Pilates is a popular form of exercise that focuses on strengthening the core muscles, improving flexibility, and promoting overall body awareness. In recent years, pilates has gained attention for its potential benefits for the pelvic floor, a group of muscles and connective tissue that supports the bladder, uterus, and rectum. Here’s what you need to know about pilates and its potential benefits for the pelvic floor, whether it is safe if you have pelvic floor problems, and when to see a pelvic floor specialist or prolapse specialist.
What is the pelvic floor?
The pelvic floor is a group of muscles and connective tissue that supports the bladder, uterus, and rectum. These muscles play a crucial role in controlling bowel and bladder function, as well as sexual function. Weakness or dysfunction in the pelvic floor muscles can lead to urinary incontinence, faecal incontinence, pelvic organ prolapses, and sexual dysfunction.
How does pilates help the pelvic floor?
Pilates is a low-impact exercise that emphasises controlled movements and proper alignment and is often highly recommended by pelvic floor specialists. Many of the exercises in pilates involve engaging the core muscles, including the pelvic floor muscles. By practicing pilates regularly, women can improve the strength and endurance of their pelvic floor muscles, reducing the risk of pelvic floor problems.

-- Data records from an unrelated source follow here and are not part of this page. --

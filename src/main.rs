use anyhow::{Context, Result};
use sqlx::postgres::PgPoolOptions;
use tokio::net::TcpListener;
use tracing::info;

use fridgechef::api::{router, AppState};
use fridgechef::config::AppConfig;
use fridgechef::{db, logging};

const MAX_DB_CONNECTIONS: u32 = 10;

#[tokio::main]
async fn main() -> Result<()> {
    // Load environment variables from .env file
    dotenv::dotenv().ok();

    logging::init_from_env()?;

    info!("Starting fridgechef");

    let config = AppConfig::from_env()?;

    info!("Connecting to database");
    let pool = PgPoolOptions::new()
        .max_connections(MAX_DB_CONNECTIONS)
        .connect(&config.database_url)
        .await
        .context("Failed to connect to database")?;

    db::init_database_schema(&pool).await?;

    let bind_addr = config.bind_addr.clone();
    let state = AppState::new(pool, config)?;
    let app = router(state);

    let listener = TcpListener::bind(&bind_addr)
        .await
        .with_context(|| format!("Failed to bind {bind_addr}"))?;
    info!(%bind_addr, "Listening");

    axum::serve(listener, app)
        .with_graceful_shutdown(shutdown_signal())
        .await
        .context("HTTP server failed")?;

    info!("Shut down cleanly");
    Ok(())
}

async fn shutdown_signal() {
    if let Err(e) = tokio::signal::ctrl_c().await {
        tracing::error!(error = %e, "Failed to listen for shutdown signal");
    }
}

Additionally, pilates can help to improve overall posture and alignment, reducing pressure on the pelvic floor and supporting healthy bowel and bladder function. pilates exercises such as the pelvic tilt, bridge, and bird dog can specifically target the pelvic floor muscles, helping to improve their strength and flexibility.
Is pilates safe for women with pelvic floor problems?
For women with pelvic floor problems, it’s important to work with a prolapse specialist as well as a qualified pilates instructor who has experience working with individuals with pelvic floor issues. Women with pelvic floor problems may need to modify certain exercises or avoid certain movements to prevent exacerbating their symptoms.
Additionally, it’s important to engage in a holistic approach to pelvic floor health, which may include pelvic floor physical therapy, lifestyle modifications, and other exercises to complement pilates. Here, your pelvic floor specialist or prolapse specialist can give you expert advice.
Can pilates treat pelvic floor problems?
While pilates is very useful for preventing pelvic floor problems or helping to support recovery if your muscles are weak, it cannot treat severe pelvic floor problems like prolapse. This is because once your pelvic organs are slipping out of their correct position, exercises to strengthen the pelvic floor muscles can’t get the organs back to where they should be. For this reason, it’s very important to see a pelvic floor specialist or prolapse specialist to get additional treatment for your pelvic floor problems if you have any symptoms of prolapse or if you are experiencing chronic incontinence and pain.